___ Available records ___
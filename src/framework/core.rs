//! # Core Builder Framework
//!
//! This module defines the generic building blocks for staged construction.
//!
//! ## Key Types
//!
//! - [`StagedBuilder`]: The capability trait that all staged builders implement.
//! - [`Director`]: The generic sequencer that drives any staged builder.

use crate::model::Car;
use tracing::{debug, info};

// =============================================================================
// 1. THE ABSTRACTION (Capability Trait)
// =============================================================================

/// Capability set that any staged builder must implement to be driven by a [`Director`].
///
/// # Architecture Note
/// By defining a contract that all our concrete builders (Sedan, SportsCar, Custom)
/// must satisfy, we can write the construction order *once* in [`Director`] and reuse
/// it everywhere. Each builder decides *what* value a step stages; the director only
/// decides *when* the step runs.
///
/// # Staging Steps
/// `build_engine`, `build_wheels` and `build_color` take no input: a concrete builder
/// fixes the value it stages. Steps carry no validation and may be called any number
/// of times in any order. The last call for a field wins.
///
/// # Finalize
/// [`finalize`](StagedBuilder::finalize) borrows the builder and returns a snapshot of
/// the staged state. It is legal before any staging (yielding [`Car::default`]) and may
/// be called repeatedly. The builder keeps its state afterwards, so staging can resume
/// and the next finalize reflects it. Call [`reset`](StagedBuilder::reset) for a clean slate.
///
/// The trait is object safe: a director can drive `&mut dyn StagedBuilder`.
pub trait StagedBuilder {
    /// Stages the engine.
    fn build_engine(&mut self);

    /// Stages the wheel count.
    fn build_wheels(&mut self);

    /// Stages the paint color.
    fn build_color(&mut self);

    /// Returns a snapshot of the staged state.
    fn finalize(&self) -> Car;

    /// Restores every staged field to its default.
    fn reset(&mut self);

    /// Short label used in log fields.
    ///
    /// Defaults to the last path segment of the implementing type's name
    /// (e.g. `SedanBuilder` instead of `builder_recipe::builders::sedan::SedanBuilder`).
    fn name(&self) -> &'static str {
        std::any::type_name::<Self>()
            .rsplit("::")
            .next()
            .unwrap_or("Unknown")
    }
}

// =============================================================================
// 2. THE DIRECTOR
// =============================================================================

/// Drives a staged builder through one fixed construction sequence.
///
/// # Architecture Note
/// The director borrows its builder (`&'a mut B`) rather than owning it: it exists only
/// for the duration of a construction, and the caller keeps the builder afterwards.
/// It is generic over the [`StagedBuilder`] capability, never over a concrete type, so
/// swapping the builder changes the product without touching the director.
///
/// `B` may be unsized, which lets a director drive `&mut dyn StagedBuilder`.
///
/// # Example
///
/// ```
/// use builder_recipe::builders::SedanBuilder;
/// use builder_recipe::framework::Director;
///
/// let mut builder = SedanBuilder::new();
/// let mut director = Director::new(&mut builder);
/// director.construct();
/// let car = director.get_product();
/// assert_eq!(car.engine(), "V6");
/// ```
pub struct Director<'a, B: StagedBuilder + ?Sized> {
    builder: &'a mut B,
}

impl<'a, B: StagedBuilder + ?Sized> Director<'a, B> {
    pub fn new(builder: &'a mut B) -> Self {
        Self { builder }
    }

    /// Runs the staging steps once each: engine, then wheels, then color.
    ///
    /// There is no conditional logic. Running it again re-stages the same values, so
    /// for fixed-value builders it is idempotent.
    pub fn construct(&mut self) {
        let builder = self.builder.name();
        debug!(builder, "Construct started");

        self.builder.build_engine();
        self.builder.build_wheels();
        self.builder.build_color();

        debug!(builder, "Construct finished");
    }

    /// Delegates to the builder's [`finalize`](StagedBuilder::finalize).
    pub fn get_product(&self) -> Car {
        self.builder.finalize()
    }

    /// [`construct`](Self::construct) followed by [`get_product`](Self::get_product).
    pub fn construct_product(&mut self) -> Car {
        self.construct();
        let car = self.get_product();
        info!(builder = self.builder.name(), %car, "Constructed");
        car
    }

    /// Read access to the borrowed builder.
    pub fn builder(&self) -> &B {
        &*self.builder
    }
}

// =============================================================================
// 3. EXAMPLE USAGE (Test)
// =============================================================================
//! # Builder Recipe Demo
//!
//! Walks through both construction styles:
//! 1.  Directing a [`SedanBuilder`] and a [`SportsCarBuilder`] with the same [`Director`].
//! 2.  Directing a [`CustomBuilder`] behind a `dyn StagedBuilder`.
//! 3.  Chaining a [`FluentCarBuilder`].
//! 4.  Sharing one builder across threads with [`SharedBuilder`].

use builder_recipe::builders::{CustomBuilder, SedanBuilder, SportsCarBuilder};
use builder_recipe::fluent::FluentCarBuilder;
use builder_recipe::framework::{BuilderError, Director, StagedBuilder};
use builder_recipe::model::CarSpec;
use builder_recipe::runtime::{setup_tracing, SharedBuilder};
use std::thread;
use tracing::{error, info};

fn main() -> Result<(), BuilderError> {
    setup_tracing();

    info!("Starting builder demo");

    // Same director, different builders
    let span = tracing::info_span!("staged");
    let guard = span.enter();

    let mut sedan = SedanBuilder::new();
    let car = Director::new(&mut sedan).construct_product();
    info!(%car, "Sedan ready");

    let mut sports = SportsCarBuilder::new();
    let car = Director::new(&mut sports).construct_product();
    info!(%car, "Sports car ready");

    // Builder picked at runtime
    let mut custom = CustomBuilder::new(CarSpec::new("Electric", 4, "Silver"));
    let builder: &mut dyn StagedBuilder = &mut custom;
    let car = Director::new(builder).construct_product();
    info!(%car, "Custom car ready");
    drop(guard);

    // Fluent chain
    let span = tracing::info_span!("fluent");
    let guard = span.enter();

    let mut fluent = FluentCarBuilder::new();
    let car = fluent.engine("V8").wheels(4).color("Red").build();
    info!(%car, "Fluent car ready");

    let repainted = fluent.color("Yellow").build();
    info!(car = %repainted, "Fluent car repainted");
    drop(guard);

    // One builder, several threads
    let shared = SharedBuilder::new(SedanBuilder::new());
    let handles: Vec<_> = (0..3)
        .map(|_| {
            let shared = shared.clone();
            thread::spawn(move || shared.construct())
        })
        .collect();

    for handle in handles {
        match handle.join() {
            Ok(result) => {
                let car = result?;
                info!(%car, "Shared construction finished");
            }
            Err(_) => error!("Construction thread panicked"),
        }
    }

    info!("Builder demo completed successfully");
    Ok(())
}
use crate::builders::Workbench;
use crate::framework::StagedBuilder;
use crate::model::{Car, CarSpec};

/// Staged builder for a family sedan: a `V6` engine, `4` wheels, painted `Black`.
#[derive(Debug, Default)]
pub struct SedanBuilder {
    bench: Workbench,
}

impl SedanBuilder {
    pub fn new() -> Self {
        Self::default()
    }
}

impl StagedBuilder for SedanBuilder {
    fn build_engine(&mut self) {
        self.bench.set_engine(CarSpec::sedan().engine);
    }

    fn build_wheels(&mut self) {
        self.bench.set_wheels(CarSpec::sedan().wheels);
    }

    fn build_color(&mut self) {
        self.bench.set_color(CarSpec::sedan().color);
    }

    fn finalize(&self) -> Car {
        self.bench.snapshot()
    }

    fn reset(&mut self) {
        self.bench.clear();
    }
}
use serde::Serialize;
use std::fmt::Display;

/// The product every builder in this crate produces.
///
/// # Immutability
/// Fields are private and only readable through accessors. The only way to obtain
/// a populated `Car` is a builder's finalize step
/// ([`StagedBuilder::finalize`](crate::framework::StagedBuilder::finalize) or
/// [`FluentCarBuilder::build`](crate::fluent::FluentCarBuilder::build)), so a finished
/// car never changes.
///
/// `Car::default()` is the product of a builder that was never configured:
/// empty engine, zero wheels, empty color.
#[derive(Debug, Clone, PartialEq, Eq, Default, Serialize)]
pub struct Car {
    engine: String,
    wheels: u32,
    color: String,
}

impl Car {
    /// Assembles a car from staged parts. Crate-private: callers go through a builder.
    pub(crate) fn assemble(engine: impl Into<String>, wheels: u32, color: impl Into<String>) -> Self {
        Self {
            engine: engine.into(),
            wheels,
            color: color.into(),
        }
    }

    pub fn engine(&self) -> &str {
        &self.engine
    }

    pub fn wheels(&self) -> u32 {
        self.wheels
    }

    pub fn color(&self) -> &str {
        &self.color
    }
}

impl Display for Car {
    fn fmt(&self, f: &mut std::fmt::Formatter<'_>) -> std::fmt::Result {
        write!(
            f,
            "{} car with {} engine and {} wheels",
            self.color, self.engine, self.wheels
        )
    }
}
//! Generic staged-builder framework.
//!
//! This module provides the building blocks for constructing immutable products in a
//! fixed, reusable order.
//!
//! # Main Components
//!
//! - [`StagedBuilder`] - Capability trait that concrete builders implement
//! - [`Director`] - Generic sequencer that drives any staged builder
//! - [`BuilderError`] - Common error type
//!
//! # Testing
//!
//! See [`mock`] module for a builder that records the steps it receives.

pub mod core;
pub mod error;
pub mod mock;

// Re-export core types for convenience
pub use self::core::*;
pub use self::error::*;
___
* [About this task] Which lines above run from the one containing "(Sedan, SportsCar, Custom)" down to the one containing "called any number"? Repeat exactly those, both ends included, and nothing else.

* [Your solution]
/// By defining a contract that all our concrete builders (Sedan, SportsCar, Custom)
/// must satisfy, we can write the construction order *once* in [`Director`] and reuse
/// it everywhere. Each builder decides *what* value a step stages; the director only
/// decides *when* the step runs.
///
/// # Staging Steps
/// `build_engine`, `build_wheels` and `build_color` take no input: a concrete builder
/// fixes the value it stages. Steps carry no validation and may be called any number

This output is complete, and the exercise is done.